### Material shown
//! Parish API Server entry point
//!
//! Run with:
//! ```bash
//! cargo run -p parish-api
//! ```
//!
//! Configuration is loaded from environment variables (and `.env` when present).
//! Without `DATABASE_URL` the server runs on the in-memory store.

use parish_common::{try_init_tracing, AppConfig};
use tracing::{error, info};

#[tokio::main]
async fn main() {
    // Initialize tracing
    if let Err(e) = try_init_tracing() {
        eprintln!("Warning: Failed to initialize tracing: {}", e);
    }

    if let Err(e) = run().await {
        error!(error = %e, "Server failed to start");
        std::process::exit(1);
    }
}

async fn run() -> Result<(), Box<dyn std::error::Error>> {
    info!("Starting Parish API Server...");

    let config = AppConfig::from_env().map_err(|e| {
        error!(error = %e, "Failed to load configuration");
        e
    })?;

    info!(
        env = ?config.app.env,
        port = config.api.port,
        persistent = config.database.url.is_some(),
        "Configuration loaded"
    );

    parish_api::run(config).await?;

    Ok(())
}
//! User database model

use chrono::{DateTime, Utc};
use sqlx::FromRow;
use uuid::Uuid;

/// Database model for users table
#[derive(Debug, Clone, FromRow)]
pub struct UserModel {
    pub id: Uuid,
    pub name: String,
    pub phone: String,
    pub email: Option<String>,
    pub role: String,
    pub is_active: bool,
    pub notifications_enabled: bool,
    pub created_at: DateTime<Utc>,
    pub updated_at: DateTime<Utc>,
}
//! Twilio REST API sender

use async_trait::async_trait;
use parish_common::TwilioConfig;
use parish_core::traits::{SmsError, SmsSender};
use parish_core::PhoneNumber;
use serde::Deserialize;
use tracing::{debug, instrument};

const TWILIO_API_BASE: &str = "https://api.twilio.com/2010-04-01";

/// Sends messages through Twilio's Messages resource
pub struct TwilioSmsSender {
    config: TwilioConfig,
    api_base: String,
    client: reqwest::Client,
}

impl TwilioSmsSender {
    /// Create a sender for the given account
    pub fn new(config: TwilioConfig) -> Self {
        Self::with_api_base(config, TWILIO_API_BASE)
    }

    /// Create a sender that talks to a different API host
    pub fn with_api_base(config: TwilioConfig, api_base: impl Into<String>) -> Self {
        Self {
            config,
            api_base: api_base.into(),
            client: reqwest::Client::new(),
        }
    }

    fn messages_url(&self) -> String {
        format!(
            "{}/Accounts/{}/Messages.json",
            self.api_base.trim_end_matches('/'),
            self.config.account_sid
        )
    }
}

impl std::fmt::Debug for TwilioSmsSender {
    fn fmt(&self, f: &mut std::fmt::Formatter<'_>) -> std::fmt::Result {
        f.debug_struct("TwilioSmsSender")
            .field("config", &self.config)
            .field("api_base", &self.api_base)
            .finish_non_exhaustive()
    }
}

#[derive(Deserialize)]
struct MessageCreated {
    sid: String,
}

#[derive(Deserialize)]
struct ApiFailure {
    message: Option<String>,
}

#[async_trait]
impl SmsSender for TwilioSmsSender {
    #[instrument(skip(self, body), fields(to = %to))]
    async fn send(&self, to: &PhoneNumber, body: &str) -> Result<String, SmsError> {
        let params = [
            ("To", to.as_str()),
            ("From", self.config.from_number.as_str()),
            ("Body", body),
        ];

        let response = self
            .client
            .post(self.messages_url())
            .basic_auth(&self.config.account_sid, Some(&self.config.auth_token))
            .form(&params)
            .send()
            .await
            .map_err(|e| SmsError::Transport(e.to_string()))?;

        let status = response.status();
        if !status.is_success() {
            let reason = response
                .json::<ApiFailure>()
                .await
                .ok()
                .and_then(|f| f.message)
                .unwrap_or_else(|| format!("provider returned status {status}"));
            return Err(SmsError::Rejected(reason));
        }

        let created: MessageCreated = response
            .json()
            .await
            .map_err(|e| SmsError::Transport(format!("Failed to parse response: {e}")))?;

        debug!(sid = %created.sid, "SMS accepted by provider");
        Ok(created.sid)
    }
}
//! Application configuration structs
//!
//! Loads configuration from environment variables (and a `.env` file when present).

use serde::Deserialize;
use std::env;

/// Main application configuration
#[derive(Debug, Clone, Deserialize)]
pub struct AppConfig {
    pub app: AppSettings,
    pub api: ServerConfig,
    pub database: DatabaseConfig,
    pub jwt: JwtConfig,
    pub rate_limit: RateLimitConfig,
    pub cors: CorsConfig,
    pub reminders: ReminderConfig,
    pub sms: SmsConfig,
    pub cron: CronConfig,
}

/// General application settings
#[derive(Debug, Clone, Deserialize)]
pub struct AppSettings {
    #[serde(default = "default_app_name")]
    pub name: String,
    #[serde(default = "default_env")]
    pub env: Environment,
}

/// Environment type
#[derive(Debug, Clone, Copy, PartialEq, Eq, Deserialize, Default)]
#[serde(rename_all = "lowercase")]
pub enum Environment {
    #[default]
    Development,
    Staging,
    Production,
}

impl Environment {
    #[must_use]
    pub fn is_production(&self) -> bool {
        matches!(self, Self::Production)
    }

    #[must_use]
    pub fn is_development(&self) -> bool {
        matches!(self, Self::Development)
    }

    fn parse(value: &str) -> Option<Self> {
        match value.to_lowercase().as_str() {
            "production" => Some(Self::Production),
            "staging" => Some(Self::Staging),
            "development" => Some(Self::Development),
            _ => None,
        }
    }
}

/// HTTP server configuration
#[derive(Debug, Clone, Deserialize)]
pub struct ServerConfig {
    #[serde(default = "default_host")]
    pub host: String,
    #[serde(default = "default_api_port")]
    pub port: u16,
}

impl ServerConfig {
    #[must_use]
    pub fn address(&self) -> String {
        format!("{}:{}", self.host, self.port)
    }
}

/// Database configuration
///
/// Without a URL the API runs on the in-memory store (development only).
#[derive(Debug, Clone, Deserialize)]
pub struct DatabaseConfig {
    pub url: Option<String>,
    #[serde(default = "default_max_connections")]
    pub max_connections: u32,
    #[serde(default = "default_min_connections")]
    pub min_connections: u32,
}

/// JWT configuration
#[derive(Debug, Clone, Deserialize)]
pub struct JwtConfig {
    pub secret: String,
    #[serde(default = "default_access_token_expiry")]
    pub access_token_expiry: i64,
}

/// Rate limiting configuration
#[derive(Debug, Clone, Deserialize)]
pub struct RateLimitConfig {
    #[serde(default = "default_requests_per_second")]
    pub requests_per_second: u32,
    #[serde(default = "default_burst")]
    pub burst: u32,
}

/// CORS configuration
#[derive(Debug, Clone, Deserialize)]
pub struct CorsConfig {
    #[serde(default)]
    pub allowed_origins: Vec<String>,
}

/// Scheduled reminder configuration
#[derive(Debug, Clone, Deserialize)]
pub struct ReminderConfig {
    /// Days before an event at which the sweep sends a reminder
    #[serde(default = "default_reminder_days")]
    pub days: Vec<u16>,
    /// Sign-off appended to every reminder
    #[serde(default = "default_reminder_signature")]
    pub signature: String,
}

impl Default for ReminderConfig {
    fn default() -> Self {
        Self {
            days: default_reminder_days(),
            signature: default_reminder_signature(),
        }
    }
}

/// SMS provider configuration
#[derive(Debug, Clone, Deserialize, Default)]
pub struct SmsConfig {
    pub twilio: Option<TwilioConfig>,
}

/// Twilio credentials
#[derive(Clone, Deserialize)]
pub struct TwilioConfig {
    pub account_sid: String,
    pub auth_token: String,
    pub from_number: String,
}

impl std::fmt::Debug for TwilioConfig {
    fn fmt(&self, f: &mut std::fmt::Formatter<'_>) -> std::fmt::Result {
        f.debug_struct("TwilioConfig")
            .field("account_sid", &self.account_sid)
            .field("from_number", &self.from_number)
            .finish_non_exhaustive()
    }
}

/// Shared secret the external scheduler presents when triggering the sweep
#[derive(Debug, Clone, Deserialize, Default)]
pub struct CronConfig {
    pub secret: Option<String>,
}

// Default value functions
fn default_app_name() -> String {
    "parish-scheduler".to_string()
}

fn default_env() -> Environment {
    Environment::Development
}

fn default_host() -> String {
    "127.0.0.1".to_string()
}

fn default_api_port() -> u16 {
    8080
}

fn default_max_connections() -> u32 {
    20
}

fn default_min_connections() -> u32 {
    5
}

fn default_access_token_expiry() -> i64 {
    86400 // 1 day
}

fn default_requests_per_second() -> u32 {
    10
}

fn default_burst() -> u32 {
    50
}

fn default_reminder_days() -> Vec<u16> {
    vec![1]
}

fn default_reminder_signature() -> String {
    "Parish Peer Ministry".to_string()
}

/// Parse a comma-separated list of day offsets, e.g. `"7, 1"`
///
/// The result is sorted and deduplicated; an empty list falls back to the default.
fn parse_reminder_days(raw: &str) -> Result<Vec<u16>, ConfigError> {
    let mut days = raw
        .split(',')
        .map(str::trim)
        .filter(|s| !s.is_empty())
        .map(|s| {
            s.parse::<u16>()
                .map_err(|_| ConfigError::InvalidValue("REMINDER_DAYS", raw.to_string()))
        })
        .collect::<Result<Vec<_>, _>>()?;

    if days.is_empty() {
        return Ok(default_reminder_days());
    }
    days.sort_unstable();
    days.dedup();
    Ok(days)
}

fn non_empty_var(name: &str) -> Option<String> {
    env::var(name).ok().filter(|v| !v.trim().is_empty())
}

fn parse_var<T: std::str::FromStr>(name: &'static str) -> Result<Option<T>, ConfigError> {
    non_empty_var(name)
        .map(|v| v.parse().map_err(|_| ConfigError::InvalidValue(name, v)))
        .transpose()
}

impl AppConfig {
    /// Load configuration from environment variables
    ///
    /// # Errors
    /// Returns an error if required environment variables are missing or malformed
    pub fn from_env() -> Result<Self, ConfigError> {
        // Load .env file if present (ignore errors if not found)
        let _ = dotenvy::dotenv();

        let twilio = match (
            non_empty_var("TWILIO_ACCOUNT_SID"),
            non_empty_var("TWILIO_AUTH_TOKEN"),
            non_empty_var("TWILIO_PHONE_NUMBER"),
        ) {
            (Some(account_sid), Some(auth_token), Some(from_number)) => Some(TwilioConfig {
                account_sid,
                auth_token,
                from_number,
            }),
            (None, None, None) => None,
            _ => {
                return Err(ConfigError::InvalidValue(
                    "TWILIO_*",
                    "account sid, auth token and phone number must be set together".to_string(),
                ))
            }
        };

        Ok(Self {
            app: AppSettings {
                name: env::var("APP_NAME").unwrap_or_else(|_| default_app_name()),
                env: env::var("APP_ENV")
                    .ok()
                    .and_then(|s| Environment::parse(&s))
                    .unwrap_or_default(),
            },
            api: ServerConfig {
                host: env::var("API_HOST").unwrap_or_else(|_| default_host()),
                port: parse_var("API_PORT")?.unwrap_or_else(default_api_port),
            },
            database: DatabaseConfig {
                url: non_empty_var("DATABASE_URL"),
                max_connections: parse_var("DATABASE_MAX_CONNECTIONS")?
                    .unwrap_or_else(default_max_connections),
                min_connections: parse_var("DATABASE_MIN_CONNECTIONS")?
                    .unwrap_or_else(default_min_connections),
            },
            jwt: JwtConfig {
                secret: env::var("JWT_SECRET").map_err(|_| ConfigError::MissingVar("JWT_SECRET"))?,
                access_token_expiry: parse_var("JWT_ACCESS_TOKEN_EXPIRY")?
                    .unwrap_or_else(default_access_token_expiry),
            },
            rate_limit: RateLimitConfig {
                requests_per_second: parse_var("RATE_LIMIT_REQUESTS_PER_SECOND")?
                    .unwrap_or_else(default_requests_per_second),
                burst: parse_var("RATE_LIMIT_BURST")?.unwrap_or_else(default_burst),
            },
            cors: CorsConfig {
                allowed_origins: env::var("CORS_ALLOWED_ORIGINS")
                    .ok()
                    .map(|s| s.split(',').map(str::trim).map(String::from).collect())
                    .unwrap_or_default(),
            },
            reminders: ReminderConfig {
                days: non_empty_var("REMINDER_DAYS")
                    .map(|raw| parse_reminder_days(&raw))
                    .transpose()?
                    .unwrap_or_else(default_reminder_days),
                signature: non_empty_var("REMINDER_SIGNATURE")
                    .unwrap_or_else(default_reminder_signature),
            },
            sms: SmsConfig { twilio },
            cron: CronConfig {
                secret: non_empty_var("CRON_SECRET"),
            },
        })
    }

    /// Configuration for running against the in-memory store, used by tests
    #[must_use]
    pub fn in_memory(jwt_secret: &str) -> Self {
        Self {
            app: AppSettings {
                name: default_app_name(),
                env: Environment::Development,
            },
            api: ServerConfig {
                host: default_host(),
                port: 0,
            },
            database: DatabaseConfig {
                url: None,
                max_connections: default_max_connections(),
                min_connections: default_min_connections(),
            },
            jwt: JwtConfig {
                secret: jwt_secret.to_string(),
                access_token_expiry: default_access_token_expiry(),
            },
            rate_limit: RateLimitConfig {
                requests_per_second: 1000,
                burst: 1000,
            },
            cors: CorsConfig {
                allowed_origins: Vec::new(),
            },
            reminders: ReminderConfig {
                days: default_reminder_days(),
                signature: default_reminder_signature(),
            },
            sms: SmsConfig::default(),
            cron: CronConfig::default(),
        }
    }
}

/// Configuration errors
#[derive(Debug, thiserror::Error)]
pub enum ConfigError {
    #[error("Missing required environment variable: {0}")]
    MissingVar(&'static str),

    #[error("Invalid value for {0}: {1}")]
    InvalidValue(&'static str, String),
}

### Exercise requirements
Reply with a lone number, the count of lines in the data that include the string "instrument".

### Task result
2